■ **What is being asked**: Copy all lines holding the word "Defaults" from the entries.

⟨

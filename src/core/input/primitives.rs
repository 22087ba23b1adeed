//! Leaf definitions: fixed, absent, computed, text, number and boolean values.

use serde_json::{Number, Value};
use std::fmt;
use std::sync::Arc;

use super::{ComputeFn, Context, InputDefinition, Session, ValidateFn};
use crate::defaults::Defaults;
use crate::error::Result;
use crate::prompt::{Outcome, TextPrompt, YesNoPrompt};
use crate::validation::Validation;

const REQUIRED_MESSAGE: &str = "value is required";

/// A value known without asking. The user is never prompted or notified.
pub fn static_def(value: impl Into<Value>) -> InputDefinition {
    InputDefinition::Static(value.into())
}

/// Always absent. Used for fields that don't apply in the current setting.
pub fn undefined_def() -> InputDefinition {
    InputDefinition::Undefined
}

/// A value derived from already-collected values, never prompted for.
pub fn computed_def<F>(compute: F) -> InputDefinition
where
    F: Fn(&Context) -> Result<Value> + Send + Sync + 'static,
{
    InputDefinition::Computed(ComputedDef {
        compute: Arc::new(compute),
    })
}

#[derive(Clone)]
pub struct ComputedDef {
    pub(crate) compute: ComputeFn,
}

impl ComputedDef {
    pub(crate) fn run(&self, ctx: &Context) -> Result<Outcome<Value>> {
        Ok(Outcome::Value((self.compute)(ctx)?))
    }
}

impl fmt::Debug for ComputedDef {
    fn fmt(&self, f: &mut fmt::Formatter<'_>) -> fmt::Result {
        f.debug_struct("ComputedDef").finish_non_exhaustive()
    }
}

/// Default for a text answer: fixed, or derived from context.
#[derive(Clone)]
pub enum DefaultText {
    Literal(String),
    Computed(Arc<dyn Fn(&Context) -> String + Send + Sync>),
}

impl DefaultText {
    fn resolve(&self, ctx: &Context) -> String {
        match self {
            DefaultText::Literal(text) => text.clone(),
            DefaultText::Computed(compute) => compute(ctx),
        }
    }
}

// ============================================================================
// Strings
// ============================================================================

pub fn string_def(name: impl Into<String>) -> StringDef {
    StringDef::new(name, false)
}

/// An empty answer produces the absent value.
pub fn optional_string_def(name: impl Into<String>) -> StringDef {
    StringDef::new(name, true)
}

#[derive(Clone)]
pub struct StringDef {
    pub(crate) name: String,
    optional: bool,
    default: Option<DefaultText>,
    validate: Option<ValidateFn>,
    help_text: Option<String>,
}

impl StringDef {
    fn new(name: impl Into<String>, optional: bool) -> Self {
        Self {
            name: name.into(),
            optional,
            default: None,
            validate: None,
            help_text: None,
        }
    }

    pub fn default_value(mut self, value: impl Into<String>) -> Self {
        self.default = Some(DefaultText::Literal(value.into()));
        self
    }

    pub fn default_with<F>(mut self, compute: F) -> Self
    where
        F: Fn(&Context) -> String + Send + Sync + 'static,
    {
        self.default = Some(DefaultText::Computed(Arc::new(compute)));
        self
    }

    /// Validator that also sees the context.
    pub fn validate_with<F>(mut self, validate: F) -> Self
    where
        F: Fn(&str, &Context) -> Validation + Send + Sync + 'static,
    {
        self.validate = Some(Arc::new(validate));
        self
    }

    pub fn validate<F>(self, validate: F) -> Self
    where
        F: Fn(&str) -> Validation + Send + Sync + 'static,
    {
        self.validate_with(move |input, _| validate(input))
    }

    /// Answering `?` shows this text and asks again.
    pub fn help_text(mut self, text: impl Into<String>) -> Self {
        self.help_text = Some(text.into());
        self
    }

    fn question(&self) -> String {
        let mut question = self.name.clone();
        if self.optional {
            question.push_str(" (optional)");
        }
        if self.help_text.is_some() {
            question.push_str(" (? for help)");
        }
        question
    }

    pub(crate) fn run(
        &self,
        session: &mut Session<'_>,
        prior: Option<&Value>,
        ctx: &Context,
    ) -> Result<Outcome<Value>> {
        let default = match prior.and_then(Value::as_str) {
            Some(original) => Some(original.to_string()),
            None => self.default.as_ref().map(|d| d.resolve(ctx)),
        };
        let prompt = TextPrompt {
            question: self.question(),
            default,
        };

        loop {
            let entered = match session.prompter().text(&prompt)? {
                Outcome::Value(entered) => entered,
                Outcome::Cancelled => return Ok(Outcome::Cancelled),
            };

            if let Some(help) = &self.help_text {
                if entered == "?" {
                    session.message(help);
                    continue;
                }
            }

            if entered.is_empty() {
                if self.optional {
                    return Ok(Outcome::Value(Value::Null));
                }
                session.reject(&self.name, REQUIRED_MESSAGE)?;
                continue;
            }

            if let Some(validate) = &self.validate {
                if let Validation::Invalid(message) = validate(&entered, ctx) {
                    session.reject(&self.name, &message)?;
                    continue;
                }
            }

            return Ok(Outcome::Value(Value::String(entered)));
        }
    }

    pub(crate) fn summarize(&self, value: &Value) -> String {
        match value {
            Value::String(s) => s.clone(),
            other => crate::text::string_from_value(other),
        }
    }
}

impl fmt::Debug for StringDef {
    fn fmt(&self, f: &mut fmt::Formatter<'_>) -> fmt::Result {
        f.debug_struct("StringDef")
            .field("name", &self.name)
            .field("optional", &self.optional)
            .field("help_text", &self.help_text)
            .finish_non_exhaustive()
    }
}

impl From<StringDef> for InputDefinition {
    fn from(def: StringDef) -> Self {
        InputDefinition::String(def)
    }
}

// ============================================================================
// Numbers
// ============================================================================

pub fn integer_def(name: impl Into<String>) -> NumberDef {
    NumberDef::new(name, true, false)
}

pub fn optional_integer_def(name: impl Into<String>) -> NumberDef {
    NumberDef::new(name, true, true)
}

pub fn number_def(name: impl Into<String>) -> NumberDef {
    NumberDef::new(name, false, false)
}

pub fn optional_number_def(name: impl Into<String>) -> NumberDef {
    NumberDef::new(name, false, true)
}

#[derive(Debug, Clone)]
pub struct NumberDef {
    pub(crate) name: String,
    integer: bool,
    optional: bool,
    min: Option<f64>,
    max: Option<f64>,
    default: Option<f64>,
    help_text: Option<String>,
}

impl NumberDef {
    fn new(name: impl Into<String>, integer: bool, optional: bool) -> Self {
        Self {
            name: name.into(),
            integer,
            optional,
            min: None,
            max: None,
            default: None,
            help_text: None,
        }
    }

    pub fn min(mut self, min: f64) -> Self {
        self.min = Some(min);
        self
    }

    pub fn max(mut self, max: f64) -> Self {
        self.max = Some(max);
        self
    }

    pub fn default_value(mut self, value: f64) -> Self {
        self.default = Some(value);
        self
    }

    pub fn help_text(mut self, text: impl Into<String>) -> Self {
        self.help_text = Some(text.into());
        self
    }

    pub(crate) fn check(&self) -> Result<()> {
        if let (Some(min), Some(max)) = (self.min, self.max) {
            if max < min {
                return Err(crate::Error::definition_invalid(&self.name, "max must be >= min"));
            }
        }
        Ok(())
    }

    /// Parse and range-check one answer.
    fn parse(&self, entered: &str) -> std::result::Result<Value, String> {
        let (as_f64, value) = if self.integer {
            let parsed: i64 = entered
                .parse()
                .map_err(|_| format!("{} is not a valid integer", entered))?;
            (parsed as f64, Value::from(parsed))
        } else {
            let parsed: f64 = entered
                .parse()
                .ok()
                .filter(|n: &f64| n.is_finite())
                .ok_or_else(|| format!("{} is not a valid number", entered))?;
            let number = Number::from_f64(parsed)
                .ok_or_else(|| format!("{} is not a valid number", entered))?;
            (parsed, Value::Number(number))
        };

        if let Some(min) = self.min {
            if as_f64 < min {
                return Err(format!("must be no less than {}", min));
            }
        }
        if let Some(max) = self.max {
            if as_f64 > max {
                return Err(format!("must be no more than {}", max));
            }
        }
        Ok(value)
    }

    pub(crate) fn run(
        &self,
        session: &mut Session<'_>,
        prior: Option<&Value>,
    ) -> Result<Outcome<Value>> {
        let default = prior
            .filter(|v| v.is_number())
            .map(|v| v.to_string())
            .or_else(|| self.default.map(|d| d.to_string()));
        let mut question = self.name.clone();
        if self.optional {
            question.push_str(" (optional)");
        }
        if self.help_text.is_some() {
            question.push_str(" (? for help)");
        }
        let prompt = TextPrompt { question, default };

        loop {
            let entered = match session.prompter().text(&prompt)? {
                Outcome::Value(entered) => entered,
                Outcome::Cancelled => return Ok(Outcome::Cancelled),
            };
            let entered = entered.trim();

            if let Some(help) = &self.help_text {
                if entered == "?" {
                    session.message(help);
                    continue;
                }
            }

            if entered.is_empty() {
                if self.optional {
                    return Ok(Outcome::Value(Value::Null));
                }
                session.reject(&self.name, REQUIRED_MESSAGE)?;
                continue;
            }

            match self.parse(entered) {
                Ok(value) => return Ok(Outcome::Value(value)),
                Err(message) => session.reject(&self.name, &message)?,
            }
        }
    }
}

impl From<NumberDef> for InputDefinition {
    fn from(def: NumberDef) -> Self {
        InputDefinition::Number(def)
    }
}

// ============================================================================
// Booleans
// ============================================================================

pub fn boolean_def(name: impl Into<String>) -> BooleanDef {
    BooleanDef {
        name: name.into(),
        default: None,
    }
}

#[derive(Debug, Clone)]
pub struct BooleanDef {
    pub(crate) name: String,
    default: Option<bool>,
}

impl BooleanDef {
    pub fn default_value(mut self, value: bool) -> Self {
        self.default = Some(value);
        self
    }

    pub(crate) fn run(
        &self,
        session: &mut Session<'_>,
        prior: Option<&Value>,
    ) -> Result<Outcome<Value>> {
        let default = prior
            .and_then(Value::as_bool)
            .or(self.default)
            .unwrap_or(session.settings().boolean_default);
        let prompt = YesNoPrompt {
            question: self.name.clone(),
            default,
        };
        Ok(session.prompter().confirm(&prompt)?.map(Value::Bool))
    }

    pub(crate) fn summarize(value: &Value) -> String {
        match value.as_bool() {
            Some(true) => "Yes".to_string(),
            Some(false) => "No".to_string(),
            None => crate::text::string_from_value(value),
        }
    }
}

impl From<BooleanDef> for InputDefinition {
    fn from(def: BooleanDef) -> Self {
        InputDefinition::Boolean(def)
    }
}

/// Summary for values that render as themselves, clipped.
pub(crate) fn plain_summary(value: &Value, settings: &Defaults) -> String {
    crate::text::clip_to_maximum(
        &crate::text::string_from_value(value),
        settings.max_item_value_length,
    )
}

⟩

■ **Written response**:
use crate::defaults::Defaults;
pub(crate) fn plain_summary(value: &Value, settings: &Defaults) -> String {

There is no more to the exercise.